Input material -

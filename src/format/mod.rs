//! Presentation helpers: relative timestamps and CI run badges.

use crate::types::{RunConclusion, RunStatus};
use chrono::{DateTime, Utc};

/// Formats a timestamp relative to `now`.
///
/// Under a minute reads "just now"; then minutes, hours, and days; anything
/// 30 days or older falls back to an absolute date. Thresholds are strict:
/// exactly 60 seconds is already "1m ago".
pub fn relative_time(timestamp: DateTime<Utc>, now: DateTime<Utc>) -> String {
    let seconds = (now - timestamp).num_seconds();

    if seconds < 60 {
        "just now".to_string()
    } else if seconds < 3_600 {
        format!("{}m ago", seconds / 60)
    } else if seconds < 86_400 {
        format!("{}h ago", seconds / 3_600)
    } else if seconds < 2_592_000 {
        format!("{}d ago", seconds / 86_400)
    } else {
        timestamp.format("%b %-d, %Y").to_string()
    }
}

/// Formats a timestamp relative to the current time.
pub fn relative_time_from_now(timestamp: DateTime<Utc>) -> String {
    relative_time(timestamp, Utc::now())
}

/// Color bucket for rendering a CI run state.
#[derive(Debug, Clone, Copy, PartialEq, Eq)]
pub enum StatusColor {
    /// Successful completion.
    Success,
    /// Failed completion.
    Danger,
    /// Completed with an inconclusive result, or still queued.
    Warning,
    /// Actively running.
    Info,
    /// Cancelled, skipped, or unknown.
    Gray,
}

impl StatusColor {
    /// Stable lowercase name, for CSS classes and the like.
    pub fn as_str(&self) -> &'static str {
        match self {
            Self::Success => "success",
            Self::Danger => "danger",
            Self::Warning => "warning",
            Self::Info => "info",
            Self::Gray => "gray",
        }
    }
}

/// Maps a run status/conclusion pair to its color bucket.
pub fn status_color(status: RunStatus, conclusion: Option<RunConclusion>) -> StatusColor {
    match status {
        RunStatus::Completed => match conclusion {
            Some(RunConclusion::Success) => StatusColor::Success,
            Some(RunConclusion::Failure) => StatusColor::Danger,
            Some(RunConclusion::Cancelled) | Some(RunConclusion::Skipped) => StatusColor::Gray,
            _ => StatusColor::Warning,
        },
        RunStatus::InProgress => StatusColor::Info,
        RunStatus::Queued => StatusColor::Warning,
        _ => StatusColor::Gray,
    }
}

/// Maps a run status/conclusion pair to its badge icon.
pub fn status_icon(status: RunStatus, conclusion: Option<RunConclusion>) -> char {
    match status {
        RunStatus::Completed => match conclusion {
            Some(RunConclusion::Success) => '✓',
            Some(RunConclusion::Failure) => '✗',
            Some(RunConclusion::Cancelled) => '⊘',
            Some(RunConclusion::Skipped) => '⊝',
            _ => '?',
        },
        RunStatus::InProgress => '⟳',
        RunStatus::Queued => '⋯',
        _ => '·',
    }
}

Work to be completed -
Return each line of the listing that holds the string "Failure".

Answer to this problem -
            Some(RunConclusion::Failure) => StatusColor::Danger,
            Some(RunConclusion::Failure) => '✗',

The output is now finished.